Ela depois foi ultrapassada por­que pensou-se que liberalizando a importação de notas de dólar se poderia tentar controlar a desva­lorização do kwanza. Mas, tal não está a acontecer porque as pes­soas também têm expectativas e sabem olhar para o comporta­mento do preço do petróleo. As pessoas aqui já compreenderam que a dependência de Angola das receitas do petróleo é total. Neste momento, as pessoas têm uma informação de como isso fun­ciona e, naturalmente, vão-se aproveitando das lacunas e das falhas que existem, e que foram causadas pela falta de divisas. Mas, neste momento, há outra matéria preocupante: a situação de crise está evidente embora o governo ainda não o tenha assu­mido de forma oficial, talvez isso aconteça com a ida do Presidente à Assembleia Nacional e no seu discurso sobre o Estado da Nação mas, agora, a questão é saber o porquê, como é que a gente che­gou aqui?
A razão mais próxima é a queda do preço do petróleo, ou haverá outra razão que não sabemos?
As receitas do petróleo que en­traram em Angola de 2002 a 2014 foram de 468 mil milhões de dólares. As receitas do Esta­do foram de 300 mil milhões de dólares. Os investimentos pú­blicos foram de 93,5 mil milhões de dólares. Então, o que é que se passou para estarmos hoje nesta situação?
Pode apontar algumas medidas?
É fazer como fazem as empresas, o Estado tem que actuar como se fosse uma empresa: reduzir cus­tos, aumentar a eficiência, criar as condições para que o investi­mento privado aconteça. E tem que haver uma grande vontade política para o fazer porque, há muitos interesses por aí.
Os empresários angolanos de­pendem muito do Estado, de­pendem muito dos favores, das compras do Estado, dependem muito do dinheiro do Estado e, isso assim não é uma economia de mercado.
Acha que a situação económica do país ainda vai piorar?
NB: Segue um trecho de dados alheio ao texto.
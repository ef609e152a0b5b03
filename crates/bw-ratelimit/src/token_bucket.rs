//! Token bucket rate limiter with reservations.

use std::time::{Duration, Instant};

use parking_lot::Mutex;

const SECONDS_PER_HOUR: f64 = 3600.0;

/// Token bucket rate limiter.
///
/// Tokens accrue continuously at the configured rate up to the burst
/// capacity; each admission consumes one. An infinite rate disables
/// limiting entirely.
pub struct TokenBucket {
    state: Mutex<BucketState>,
}

struct BucketState {
    /// Tokens added per second. `f64::INFINITY` disables limiting.
    rate: f64,

    /// Bucket capacity.
    burst: f64,

    /// Current balance. Goes negative while reservations are outstanding.
    tokens: f64,

    /// When the balance was last brought up to date.
    updated: Instant,
}

impl BucketState {
    /// Accrue tokens for the time elapsed since the last update.
    fn advance(&mut self, now: Instant) {
        if self.rate.is_infinite() {
            self.tokens = self.burst;
        } else {
            let elapsed = now.saturating_duration_since(self.updated).as_secs_f64();
            self.tokens = (self.tokens + elapsed * self.rate).min(self.burst);
        }
        self.updated = now;
    }
}

impl TokenBucket {
    /// Create a bucket refilled at `max_hourly_rate` tokens per hour. A rate
    /// of zero means unlimited.
    #[must_use]
    pub fn per_hour(max_hourly_rate: i64, burst: u32) -> Self {
        Self::new(hourly_rate(max_hourly_rate), burst)
    }

    /// Create a bucket refilled at `rate` tokens per second, full to start.
    #[must_use]
    pub fn new(rate: f64, burst: u32) -> Self {
        Self {
            state: Mutex::new(BucketState {
                rate,
                burst: f64::from(burst),
                tokens: f64::from(burst),
                updated: Instant::now(),
            }),
        }
    }

    /// Consume one token if available.
    pub fn allow(&self) -> bool {
        let mut state = self.state.lock();
        state.advance(Instant::now());

        if state.rate.is_infinite() {
            return true;
        }
        if state.tokens >= 1.0 {
            state.tokens -= 1.0;
            true
        } else {
            false
        }
    }

    /// Take one token unconditionally and return a reservation carrying the
    /// deadline at which that token has accrued. The reservation cannot be
    /// cancelled; the caller sleeps until [`Reservation::ready_at`] before
    /// acting on it.
    pub fn reserve(&self) -> Reservation {
        let now = Instant::now();
        let mut state = self.state.lock();
        state.advance(now);

        if state.rate.is_infinite() {
            return Reservation { ready_at: now };
        }

        state.tokens -= 1.0;
        let ready_at = if state.tokens >= 0.0 {
            now
        } else {
            now + Duration::from_secs_f64(-state.tokens / state.rate)
        };

        Reservation { ready_at }
    }

    /// Change the refill rate. Takes effect immediately; the accrued balance
    /// is preserved.
    pub fn set_rate_per_hour(&self, max_hourly_rate: i64) {
        let mut state = self.state.lock();
        state.advance(Instant::now());
        state.rate = hourly_rate(max_hourly_rate);
    }

    /// Change the burst capacity. Accrued tokens beyond the new capacity are
    /// dropped.
    pub fn set_burst(&self, burst: u32) {
        let mut state = self.state.lock();
        state.advance(Instant::now());
        state.burst = f64::from(burst);
        state.tokens = state.tokens.min(state.burst);
    }
}

fn hourly_rate(max_hourly_rate: i64) -> f64 {
    if max_hourly_rate == 0 {
        f64::INFINITY
    } else {
        max_hourly_rate as f64 / SECONDS_PER_HOUR
    }
}

/// A claim on one future token.
#[derive(Clone, Copy, Debug)]
pub struct Reservation {
    ready_at: Instant,
}

impl Reservation {
    /// The instant at which the reserved token has accrued.
    #[must_use]
    pub const fn ready_at(&self) -> Instant {
        self.ready_at
    }

    /// Remaining wait, zero if already due.
    #[must_use]
    pub fn delay(&self) -> Duration {
        self.ready_at.saturating_duration_since(Instant::now())
    }
}
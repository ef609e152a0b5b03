//! Shared setup for daemon integration tests.

#![allow(dead_code)]

use std::sync::Arc;
use std::time::Duration;

use chrono::Utc;
use tokio::sync::watch;
use tokio::task::JoinHandle;

use bw_core::{CircuitKey, PeerId};
use bw_daemon::peer_controller::PeerState;
use bw_daemon::process::{Dispatcher, DispatcherHandle};
use bw_daemon::DaemonError;
use bw_lnd::{InterceptResponse, InterceptedHtlc, LndClient, ResolvedHtlc};
use bw_store::Store;
use bw_testkit::{within, MockLndClient, MockLndHandles};

/// A dispatcher wired to a mock host, plus everything a test needs to drive
/// and observe it.
pub struct TestDaemon {
    pub handles: MockLndHandles,
    pub dispatcher: DispatcherHandle,
    pub store: Store,
    pub client: Arc<dyn LndClient>,

    shutdown: watch::Sender<bool>,
    task: JoinHandle<Result<(), DaemonError>>,
}

impl TestDaemon {
    pub async fn start() -> Self {
        Self::start_with(bw_daemon::peer_controller::DEFAULT_BURST_SIZE, |c| c).await
    }

    pub async fn start_with(
        burst_size: u32,
        configure: impl FnOnce(MockLndClient) -> MockLndClient,
    ) -> Self {
        bw_testkit::init_tracing();

        let (client, handles) = MockLndClient::new();
        let client: Arc<dyn LndClient> = Arc::new(configure(client));

        let store = Store::open_in_memory(1000).await.expect("open store");
        let (shutdown_tx, shutdown_rx) = watch::channel(false);

        let (dispatcher, handle) =
            Dispatcher::new(Arc::clone(&client), store.clone(), shutdown_rx);
        let dispatcher = dispatcher.with_burst(burst_size);
        let task = tokio::spawn(dispatcher.run());

        Self {
            handles,
            dispatcher: handle,
            store,
            client,
            shutdown: shutdown_tx,
            task,
        }
    }

    /// Inject an intercept for `(channel, htlc)`.
    pub async fn intercept(&self, channel: u64, htlc: u64) {
        self.handles
            .intercepts
            .send(InterceptedHtlc {
                incoming_circuit: CircuitKey::new(channel, htlc),
                incoming_msat: 100_000,
                outgoing_msat: 99_000,
            })
            .await
            .expect("interceptor stream open");
    }

    /// Next admission decision from the daemon.
    pub async fn expect_response(&mut self) -> InterceptResponse {
        within(self.handles.responses.recv())
            .await
            .expect("interceptor response")
    }

    /// Inject a resolution event.
    pub async fn resolve(&self, incoming: CircuitKey, outgoing: CircuitKey, settled: bool) {
        self.handles
            .events
            .send(ResolvedHtlc {
                incoming_circuit: incoming,
                outgoing_circuit: outgoing,
                settled,
                timestamp: Utc::now(),
            })
            .await
            .expect("event stream open");
    }

    /// Poll the dispatcher until `predicate` holds for `peer`'s state.
    pub async fn wait_for_state(
        &self,
        peer: PeerId,
        predicate: impl Fn(&PeerState) -> bool,
    ) -> PeerState {
        within(async {
            loop {
                let states = self.dispatcher.query_state().await.expect("query state");
                if let Some(state) = states.get(&peer) {
                    if predicate(state) {
                        return state.clone();
                    }
                }
                tokio::time::sleep(Duration::from_millis(25)).await;
            }
        })
        .await
    }

    /// Stop the daemon and return its exit result.
    pub async fn stop(self) -> Result<(), DaemonError> {
        let _ = self.shutdown.send(true);
        within(self.task).await.expect("dispatcher task")
    }

    /// Wait for the dispatcher to exit on its own (fatal error tests).
    pub async fn join(self) -> Result<(), DaemonError> {
        within(self.task).await.expect("dispatcher task")
    }
}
Eu acho que até ao final deste ano não há sinais de que as coisas possam ser diferentes. Os com­bustíveis e derivados de petróleo vão ser objecto de uma retirada total dos subsídios e, por isso, vai-se aumentar os preços do gasóleo, do petróleo, de ilumi­nação e outros.
O Governo está a pensar criar um imposto de consumo sobre os combustíveis e os derivados do petróleo, o que vai aumentar ainda mais os preços. Tudo isto sintetizado, vamos ter uma taxa de inflação até ao final do ano muito elevada.
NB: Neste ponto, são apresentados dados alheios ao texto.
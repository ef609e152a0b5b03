//! Command line interface and path resolution.

use std::path::PathBuf;

use clap::{Args, Parser, Subcommand};
use thiserror::Error;

use bw_core::{Limit, Mode, ModeParseError};
use bw_store::DEFAULT_FWD_HISTORY_LIMIT;

const NETWORKS: [&str; 4] = ["mainnet", "testnet", "regtest", "simnet"];

/// HTLC admission control for Lightning routing nodes.
#[derive(Parser)]
#[command(name = "breakwater", version, about, long_about = None)]
pub struct Cli {
    #[command(subcommand)]
    pub command: Command,
}

#[derive(Subcommand)]
pub enum Command {
    /// Run the admission controller daemon.
    Daemon(DaemonArgs),

    /// List the default and per-peer limits with live counters.
    Listlimits(ClientArgs),

    /// Set the limit for one peer.
    Updatelimit(UpdateLimitArgs),

    /// Remove a peer's limit so it falls back to the default.
    Clearlimit(ClearLimitArgs),

    /// Replace the default limit.
    Updatedefaultlimit(UpdateDefaultLimitArgs),
}

#[derive(Args)]
pub struct DaemonArgs {
    /// host:port of the node's REST proxy.
    #[arg(long, default_value = "localhost:8080")]
    pub rpcserver: String,

    /// Path to the node's base directory.
    #[arg(long, default_value = "~/.lnd")]
    pub lnddir: String,

    /// Path to the TLS certificate. Defaults to tls.cert under lnddir.
    #[arg(long)]
    pub tlscertpath: Option<String>,

    /// Path to the admin macaroon. Defaults to the network's path under
    /// lnddir.
    #[arg(long)]
    pub macaroonpath: Option<String>,

    /// Network the node runs on: mainnet, testnet, regtest or simnet.
    #[arg(long, default_value = "mainnet")]
    pub network: String,

    /// Directory holding the database.
    #[arg(long, default_value = "~/.breakwater")]
    pub configdir: String,

    /// Management API listen address.
    #[arg(long, default_value = "127.0.0.1:9234")]
    pub listen: String,

    /// Forwarding history rows kept; zero disables history.
    #[arg(long, default_value_t = DEFAULT_FWD_HISTORY_LIMIT)]
    pub fwdhistorylimit: u64,

    /// Run against a synthetic host instead of a real node.
    #[arg(long)]
    pub stub: bool,
}

impl DaemonArgs {
    /// Resolve the TLS certificate and macaroon paths from the flags,
    /// falling back to the conventional locations under the node directory.
    pub fn credential_paths(&self) -> Result<(PathBuf, PathBuf), ConfigError> {
        let network = self.network.to_lowercase();
        if !NETWORKS.contains(&network.as_str()) {
            return Err(ConfigError::UnknownNetwork(self.network.clone()));
        }

        let lnd_dir = expand_path(&self.lnddir)?;

        let macaroon_path = match &self.macaroonpath {
            Some(path) => expand_path(path)?,
            None => lnd_dir
                .join("data")
                .join("chain")
                .join("bitcoin")
                .join(&network)
                .join("admin.macaroon"),
        };

        let tls_cert_path = match &self.tlscertpath {
            Some(path) => expand_path(path)?,
            None => lnd_dir.join("tls.cert"),
        };

        Ok((tls_cert_path, macaroon_path))
    }
}

#[derive(Args)]
pub struct ClientArgs {
    /// Management API address of a running daemon.
    #[arg(long, default_value = "http://127.0.0.1:9234")]
    pub rpc: String,
}

#[derive(Args)]
pub struct UpdateLimitArgs {
    #[command(flatten)]
    pub client: ClientArgs,

    /// 66-char hex node key.
    pub node: String,

    #[command(flatten)]
    pub limit: LimitArgs,
}

#[derive(Args)]
pub struct ClearLimitArgs {
    #[command(flatten)]
    pub client: ClientArgs,

    /// 66-char hex node key.
    pub node: String,
}

#[derive(Args)]
pub struct UpdateDefaultLimitArgs {
    #[command(flatten)]
    pub client: ClientArgs,

    #[command(flatten)]
    pub limit: LimitArgs,
}

#[derive(Args)]
pub struct LimitArgs {
    /// Maximum forwards per hour; zero means unlimited.
    #[arg(long, default_value_t = 0)]
    pub max_hourly_rate: i64,

    /// Maximum simultaneously pending HTLCs; zero means unlimited.
    #[arg(long, default_value_t = 0)]
    pub max_pending: i64,

    /// FAIL, QUEUE, QUEUE_PEER_INITIATED or BLOCK.
    #[arg(long, default_value = "FAIL")]
    pub mode: String,
}

impl LimitArgs {
    pub fn to_limit(&self) -> Result<Limit, ConfigError> {
        Ok(Limit {
            max_hourly_rate: self.max_hourly_rate,
            max_pending: self.max_pending,
            mode: self.mode.parse::<Mode>()?,
        })
    }
}

/// Startup configuration failures.
#[derive(Debug, Error)]
pub enum ConfigError {
    #[error("unknown network: {0}")]
    UnknownNetwork(String),

    #[error("cannot expand ~: no home directory")]
    NoHome,

    #[error(transparent)]
    Mode(#[from] ModeParseError),
}

/// Expand a leading `~` and POSIX-style `$VAR` references in a path.
pub fn expand_path(path: &str) -> Result<PathBuf, ConfigError> {
    let mut expanded = path.to_string();

    if let Some(rest) = expanded.strip_prefix('~') {
        let home = std::env::var("HOME").map_err(|_| ConfigError::NoHome)?;
        expanded = format!("{home}{rest}");
    }

    Ok(PathBuf::from(expand_env(&expanded)))
}

fn expand_env(input: &str) -> String {
    let mut out = String::with_capacity(input.len());
    let mut chars = input.chars().peekable();

    while let Some(c) = chars.next() {
        if c != '$' {
            out.push(c);
            continue;
        }

        let mut name = String::new();
        while let Some(&next) = chars.peek() {
            if next.is_ascii_alphanumeric() || next == '_' {
                name.push(next);
                chars.next();
            } else {
                break;
            }
        }

        if name.is_empty() {
            out.push('$');
        } else {
            out.push_str(&std::env::var(&name).unwrap_or_default());
        }
    }

    out
}

#[cfg(test)]
mod tests {
    use super::*;

    #[test]
    fn rejects_unknown_network() {
        let args = DaemonArgs {
            rpcserver: String::new(),
            lnddir: "/tmp/lnd".to_string(),
            tlscertpath: None,
            macaroonpath: None,
            network: "liquid".to_string(),
            configdir: String::new(),
            listen: String::new(),
            fwdhistorylimit: 0,
            stub: false,
        };

        assert!(matches!(
            args.credential_paths(),
            Err(ConfigError::UnknownNetwork(_))
        ));
    }

    #[test]
    fn macaroon_path_follows_network() {
        let args = DaemonArgs {
            rpcserver: String::new(),
            lnddir: "/tmp/lnd".to_string(),
            tlscertpath: None,
            macaroonpath: None,
            network: "regtest".to_string(),
            configdir: String::new(),
            listen: String::new(),
            fwdhistorylimit: 0,
            stub: false,
        };

        let (tls_cert, macaroon) = args.credential_paths().unwrap();
        assert_eq!(tls_cert, PathBuf::from("/tmp/lnd/tls.cert"));
        assert_eq!(
            macaroon,
            PathBuf::from("/tmp/lnd/data/chain/bitcoin/regtest/admin.macaroon")
        );
    }

    #[test]
    fn expands_env_vars() {
        std::env::set_var("BW_TEST_DIR", "/data");
        assert_eq!(
            expand_path("$BW_TEST_DIR/certs").unwrap(),
            PathBuf::from("/data/certs")
        );
        assert_eq!(
            expand_path("/plain/path").unwrap(),
            PathBuf::from("/plain/path")
        );
    }

    #[test]
    fn limit_args_parse_mode() {
        let args = LimitArgs {
            max_hourly_rate: 60,
            max_pending: 2,
            mode: "QUEUE".to_string(),
        };
        assert_eq!(args.to_limit().unwrap().mode, Mode::Queue);

        let bad = LimitArgs {
            max_hourly_rate: 0,
            max_pending: 0,
            mode: "queue".to_string(),
        };
        assert!(bad.to_limit().is_err());
    }
}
Qual é a previsão da taxa de in­flação até ao final do ano?
A projecção do CEIC tinha sido de 12%, mas já revimos estas projecções e entendemos que os piores meses para a inflação es­tão para vir – estes meses são os de Novembro e Dezembro – e, portanto, a taxa de inflação pode chegar aos 15%, ou seja, com to­da esta situação, Angola vai vol­tar aos tempos da inflação a dois dígitos e enquanto esta situação não se alterar, porque só até 2021 é que o preço pode chegar aos 75 dólares, acho que estamos numa situação preocupante. O governo está a fazer o seu reajustamen­to orçamental, acho que o OGE para 2016 já está finalizado. A gestão da economia é uma tarefa difícil. O estado, através dos in­vestimentos públicos, pode es­timular a economia e o investi­mento público é um estimulador do investimento privado.
O Estado, para ajustar as suas despesas, tem que mexer nos investimentos públicos. O Esta­do vai ter que mexer nos salá­rios dos funcionários; o Estado não pode contrair dívida pública para cobrir despesas de funcio­namento.
A dívida pública não seria um caminho para aliviar a crise?
A dívida pública deve ser con­traída para que a economia crie condições para crescer e não para cobrir despesas de fun­cionamento. A dívida pública deve ser contraída para cobrir o investimento público porque é este que cria as condições pa­ra que o país cresça no futuro. Portanto, o Estado vai ter que ajustar os salários, o Estado está a fazer agora um trabalho de recadastramento dos funcio­nários por via biométrica por­que o FMI veio, mais uma vez, dizer que afinal continuam a existir trabalhadores fantasma – eu, de facto, nunca mais ti­nha ouvido falar disso porque foi há cerca de dez anos que o MAPTESS veio a público dizer que já tinha dado como ter­minado o processo de reclas­sificação e dava a sensação de que as fichas ficaram limpas. Os últimos dados que temos no Relatório Económico, e que são dados oficiais que foram retira­dos do INE, é que o Estado tem 420 mil funcionários. O Estado vai ter que diminuir bastante os funcionários públicos e, os funcionários vão ter que viajar em classe económica.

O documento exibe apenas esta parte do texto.